**TRY IT:** Scan the records for "detail" and copy each line that contains it.

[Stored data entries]

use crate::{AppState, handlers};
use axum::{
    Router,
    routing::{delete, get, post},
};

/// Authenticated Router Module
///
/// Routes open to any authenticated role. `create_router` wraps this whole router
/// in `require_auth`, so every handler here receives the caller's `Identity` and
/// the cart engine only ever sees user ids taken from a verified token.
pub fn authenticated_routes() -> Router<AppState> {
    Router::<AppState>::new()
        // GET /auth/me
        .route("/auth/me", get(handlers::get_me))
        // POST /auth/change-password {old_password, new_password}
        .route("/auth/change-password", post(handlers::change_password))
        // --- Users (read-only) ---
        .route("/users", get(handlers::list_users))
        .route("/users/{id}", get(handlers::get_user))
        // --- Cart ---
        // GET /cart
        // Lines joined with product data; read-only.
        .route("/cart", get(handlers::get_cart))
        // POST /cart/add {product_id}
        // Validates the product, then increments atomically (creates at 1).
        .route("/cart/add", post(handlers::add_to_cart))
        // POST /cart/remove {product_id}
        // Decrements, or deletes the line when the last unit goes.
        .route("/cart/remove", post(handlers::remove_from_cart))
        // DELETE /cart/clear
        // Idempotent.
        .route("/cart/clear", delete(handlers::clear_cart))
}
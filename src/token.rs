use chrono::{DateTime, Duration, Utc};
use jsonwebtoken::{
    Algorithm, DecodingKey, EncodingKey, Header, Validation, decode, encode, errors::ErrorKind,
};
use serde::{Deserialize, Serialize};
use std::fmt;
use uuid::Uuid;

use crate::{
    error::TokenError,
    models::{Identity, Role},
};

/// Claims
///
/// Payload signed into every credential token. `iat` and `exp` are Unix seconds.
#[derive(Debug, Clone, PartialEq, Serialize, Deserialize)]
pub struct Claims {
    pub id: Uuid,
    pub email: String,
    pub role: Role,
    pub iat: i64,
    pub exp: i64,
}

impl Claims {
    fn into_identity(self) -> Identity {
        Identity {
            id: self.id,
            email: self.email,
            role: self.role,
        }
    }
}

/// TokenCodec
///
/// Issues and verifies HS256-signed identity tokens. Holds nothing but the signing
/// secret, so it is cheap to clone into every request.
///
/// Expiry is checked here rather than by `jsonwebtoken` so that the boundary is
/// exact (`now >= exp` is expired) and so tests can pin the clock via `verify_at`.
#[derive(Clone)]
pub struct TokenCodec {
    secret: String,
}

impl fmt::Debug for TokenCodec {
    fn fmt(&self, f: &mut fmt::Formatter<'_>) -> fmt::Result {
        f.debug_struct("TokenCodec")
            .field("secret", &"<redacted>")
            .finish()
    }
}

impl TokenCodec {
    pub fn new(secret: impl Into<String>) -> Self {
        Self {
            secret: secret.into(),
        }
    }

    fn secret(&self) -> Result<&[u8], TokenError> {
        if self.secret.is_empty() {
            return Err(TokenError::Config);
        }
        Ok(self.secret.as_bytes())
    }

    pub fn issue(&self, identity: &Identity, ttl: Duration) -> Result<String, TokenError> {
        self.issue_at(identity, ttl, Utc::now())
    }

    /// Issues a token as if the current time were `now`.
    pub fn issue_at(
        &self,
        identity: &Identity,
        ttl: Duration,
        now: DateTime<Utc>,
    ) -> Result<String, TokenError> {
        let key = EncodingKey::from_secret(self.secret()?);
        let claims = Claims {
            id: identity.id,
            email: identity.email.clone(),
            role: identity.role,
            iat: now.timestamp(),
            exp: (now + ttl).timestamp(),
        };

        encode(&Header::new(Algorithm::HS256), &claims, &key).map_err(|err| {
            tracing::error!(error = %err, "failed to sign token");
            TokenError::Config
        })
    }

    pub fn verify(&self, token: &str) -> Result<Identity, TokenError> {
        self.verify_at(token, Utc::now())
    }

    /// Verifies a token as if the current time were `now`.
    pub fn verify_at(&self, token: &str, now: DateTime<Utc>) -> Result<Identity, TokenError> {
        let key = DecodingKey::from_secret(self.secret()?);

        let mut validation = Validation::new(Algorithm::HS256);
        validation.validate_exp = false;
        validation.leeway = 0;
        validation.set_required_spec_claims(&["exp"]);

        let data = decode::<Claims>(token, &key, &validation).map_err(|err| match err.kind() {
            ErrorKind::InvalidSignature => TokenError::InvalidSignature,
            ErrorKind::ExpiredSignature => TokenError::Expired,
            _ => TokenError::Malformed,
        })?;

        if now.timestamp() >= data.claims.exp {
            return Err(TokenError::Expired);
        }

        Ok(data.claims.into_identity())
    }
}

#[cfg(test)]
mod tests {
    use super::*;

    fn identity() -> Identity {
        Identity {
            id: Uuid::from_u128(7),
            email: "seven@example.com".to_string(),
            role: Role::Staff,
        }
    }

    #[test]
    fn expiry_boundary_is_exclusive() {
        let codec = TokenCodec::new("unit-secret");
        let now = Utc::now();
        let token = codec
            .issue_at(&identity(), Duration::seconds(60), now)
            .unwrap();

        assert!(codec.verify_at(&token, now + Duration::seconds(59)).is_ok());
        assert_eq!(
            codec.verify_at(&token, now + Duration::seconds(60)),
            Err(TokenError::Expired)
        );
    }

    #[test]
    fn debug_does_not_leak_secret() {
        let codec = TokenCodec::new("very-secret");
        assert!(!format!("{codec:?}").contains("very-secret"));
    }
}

* * *

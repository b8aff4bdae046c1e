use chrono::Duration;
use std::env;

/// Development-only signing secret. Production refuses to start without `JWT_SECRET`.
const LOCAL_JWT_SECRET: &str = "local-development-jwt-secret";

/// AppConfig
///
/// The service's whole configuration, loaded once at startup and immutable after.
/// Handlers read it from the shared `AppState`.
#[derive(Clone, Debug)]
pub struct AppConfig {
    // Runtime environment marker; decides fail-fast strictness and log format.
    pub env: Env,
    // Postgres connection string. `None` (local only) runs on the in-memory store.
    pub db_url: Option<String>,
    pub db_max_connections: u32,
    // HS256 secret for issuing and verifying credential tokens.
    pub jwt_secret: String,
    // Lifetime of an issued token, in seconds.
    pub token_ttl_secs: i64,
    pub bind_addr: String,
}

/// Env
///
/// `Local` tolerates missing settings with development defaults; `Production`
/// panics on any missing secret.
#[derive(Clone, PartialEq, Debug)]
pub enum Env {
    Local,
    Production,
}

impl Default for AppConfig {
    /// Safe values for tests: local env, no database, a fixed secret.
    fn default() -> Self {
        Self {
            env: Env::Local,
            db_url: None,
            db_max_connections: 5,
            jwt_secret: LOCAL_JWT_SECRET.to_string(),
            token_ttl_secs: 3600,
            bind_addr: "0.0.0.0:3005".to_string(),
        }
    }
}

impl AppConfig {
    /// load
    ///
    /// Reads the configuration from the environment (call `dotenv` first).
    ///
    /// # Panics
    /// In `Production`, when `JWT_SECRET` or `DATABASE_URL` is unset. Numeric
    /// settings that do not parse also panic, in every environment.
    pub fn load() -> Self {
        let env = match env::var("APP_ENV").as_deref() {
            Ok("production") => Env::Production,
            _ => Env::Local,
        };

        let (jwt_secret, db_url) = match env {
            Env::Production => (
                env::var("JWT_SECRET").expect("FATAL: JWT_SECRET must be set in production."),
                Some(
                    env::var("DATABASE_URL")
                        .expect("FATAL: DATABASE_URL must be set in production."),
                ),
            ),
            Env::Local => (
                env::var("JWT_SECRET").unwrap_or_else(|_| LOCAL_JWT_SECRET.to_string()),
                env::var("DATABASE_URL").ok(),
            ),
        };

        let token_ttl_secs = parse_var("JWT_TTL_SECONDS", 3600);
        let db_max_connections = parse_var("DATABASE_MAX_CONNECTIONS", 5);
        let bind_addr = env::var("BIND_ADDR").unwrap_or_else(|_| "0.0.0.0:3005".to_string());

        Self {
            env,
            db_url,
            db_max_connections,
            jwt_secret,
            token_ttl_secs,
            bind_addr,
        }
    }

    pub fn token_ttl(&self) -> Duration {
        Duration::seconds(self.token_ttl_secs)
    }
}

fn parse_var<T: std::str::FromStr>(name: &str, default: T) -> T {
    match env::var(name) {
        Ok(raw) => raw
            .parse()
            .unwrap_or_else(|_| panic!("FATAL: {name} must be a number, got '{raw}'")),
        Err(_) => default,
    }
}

---

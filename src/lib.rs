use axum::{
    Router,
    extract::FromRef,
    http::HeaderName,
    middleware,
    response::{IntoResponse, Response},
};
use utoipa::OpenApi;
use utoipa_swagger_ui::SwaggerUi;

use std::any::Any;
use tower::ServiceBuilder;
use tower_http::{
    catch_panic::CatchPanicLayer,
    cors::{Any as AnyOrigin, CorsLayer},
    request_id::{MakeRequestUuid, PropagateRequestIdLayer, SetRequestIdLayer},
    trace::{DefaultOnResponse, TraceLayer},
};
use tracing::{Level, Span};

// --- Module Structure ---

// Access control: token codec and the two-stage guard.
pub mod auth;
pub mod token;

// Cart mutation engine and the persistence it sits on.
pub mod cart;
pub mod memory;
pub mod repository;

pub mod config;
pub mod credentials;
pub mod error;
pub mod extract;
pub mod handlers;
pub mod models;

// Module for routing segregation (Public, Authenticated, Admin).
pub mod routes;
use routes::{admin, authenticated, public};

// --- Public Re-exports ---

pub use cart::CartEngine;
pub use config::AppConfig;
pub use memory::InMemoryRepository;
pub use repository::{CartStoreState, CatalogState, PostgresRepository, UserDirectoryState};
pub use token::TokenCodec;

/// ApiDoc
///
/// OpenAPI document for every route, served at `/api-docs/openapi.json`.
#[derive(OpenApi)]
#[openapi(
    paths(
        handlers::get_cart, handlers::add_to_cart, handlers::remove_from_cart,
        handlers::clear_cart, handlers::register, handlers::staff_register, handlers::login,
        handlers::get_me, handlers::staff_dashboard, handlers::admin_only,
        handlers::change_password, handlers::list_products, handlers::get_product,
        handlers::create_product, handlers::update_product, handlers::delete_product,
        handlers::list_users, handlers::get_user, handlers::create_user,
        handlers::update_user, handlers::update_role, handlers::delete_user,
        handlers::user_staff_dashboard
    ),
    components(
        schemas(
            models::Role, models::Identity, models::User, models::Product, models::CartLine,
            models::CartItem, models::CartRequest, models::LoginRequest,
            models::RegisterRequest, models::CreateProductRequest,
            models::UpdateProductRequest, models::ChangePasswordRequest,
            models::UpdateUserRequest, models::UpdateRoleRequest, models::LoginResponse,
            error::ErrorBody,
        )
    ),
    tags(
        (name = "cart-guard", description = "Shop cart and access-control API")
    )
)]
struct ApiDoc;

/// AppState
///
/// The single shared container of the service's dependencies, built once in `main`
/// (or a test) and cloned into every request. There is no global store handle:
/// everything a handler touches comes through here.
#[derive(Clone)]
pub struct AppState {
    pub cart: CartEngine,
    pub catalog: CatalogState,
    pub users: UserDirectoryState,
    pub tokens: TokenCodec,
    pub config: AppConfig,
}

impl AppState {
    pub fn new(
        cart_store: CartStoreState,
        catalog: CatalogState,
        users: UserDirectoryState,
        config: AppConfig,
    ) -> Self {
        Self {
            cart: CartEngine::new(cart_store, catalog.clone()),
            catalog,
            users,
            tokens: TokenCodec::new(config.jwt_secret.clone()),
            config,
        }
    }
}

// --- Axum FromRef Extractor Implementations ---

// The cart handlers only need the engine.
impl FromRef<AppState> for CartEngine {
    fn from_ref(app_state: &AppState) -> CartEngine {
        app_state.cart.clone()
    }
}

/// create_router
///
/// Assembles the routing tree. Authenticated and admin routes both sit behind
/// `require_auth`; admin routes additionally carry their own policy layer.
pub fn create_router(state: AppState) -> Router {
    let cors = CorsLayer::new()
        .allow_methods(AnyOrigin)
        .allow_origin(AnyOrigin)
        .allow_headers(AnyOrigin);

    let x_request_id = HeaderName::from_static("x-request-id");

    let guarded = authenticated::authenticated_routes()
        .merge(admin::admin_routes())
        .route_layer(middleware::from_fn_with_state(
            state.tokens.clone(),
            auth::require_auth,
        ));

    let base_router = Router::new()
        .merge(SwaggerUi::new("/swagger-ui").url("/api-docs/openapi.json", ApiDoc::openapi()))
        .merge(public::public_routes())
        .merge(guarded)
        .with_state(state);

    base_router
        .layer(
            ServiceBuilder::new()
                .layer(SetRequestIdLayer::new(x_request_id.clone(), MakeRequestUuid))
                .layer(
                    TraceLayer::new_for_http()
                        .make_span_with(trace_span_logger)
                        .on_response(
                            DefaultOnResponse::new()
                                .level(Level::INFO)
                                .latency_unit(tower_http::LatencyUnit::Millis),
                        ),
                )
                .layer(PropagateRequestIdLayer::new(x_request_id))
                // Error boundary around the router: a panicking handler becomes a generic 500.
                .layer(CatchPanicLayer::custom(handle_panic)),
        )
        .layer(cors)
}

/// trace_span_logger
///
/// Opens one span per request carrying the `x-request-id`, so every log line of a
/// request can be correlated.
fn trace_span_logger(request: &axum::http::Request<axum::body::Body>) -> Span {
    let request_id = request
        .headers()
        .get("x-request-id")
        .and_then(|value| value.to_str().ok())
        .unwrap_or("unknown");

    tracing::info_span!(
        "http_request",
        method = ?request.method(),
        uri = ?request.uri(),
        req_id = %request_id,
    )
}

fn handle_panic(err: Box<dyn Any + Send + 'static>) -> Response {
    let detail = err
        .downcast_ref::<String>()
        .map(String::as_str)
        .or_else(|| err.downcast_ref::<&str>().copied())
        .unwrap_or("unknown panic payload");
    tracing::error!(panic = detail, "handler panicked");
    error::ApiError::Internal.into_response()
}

**RESPONSE TO THIS TASK:**
    let detail = err
    tracing::error!(panic = detail, "handler panicked");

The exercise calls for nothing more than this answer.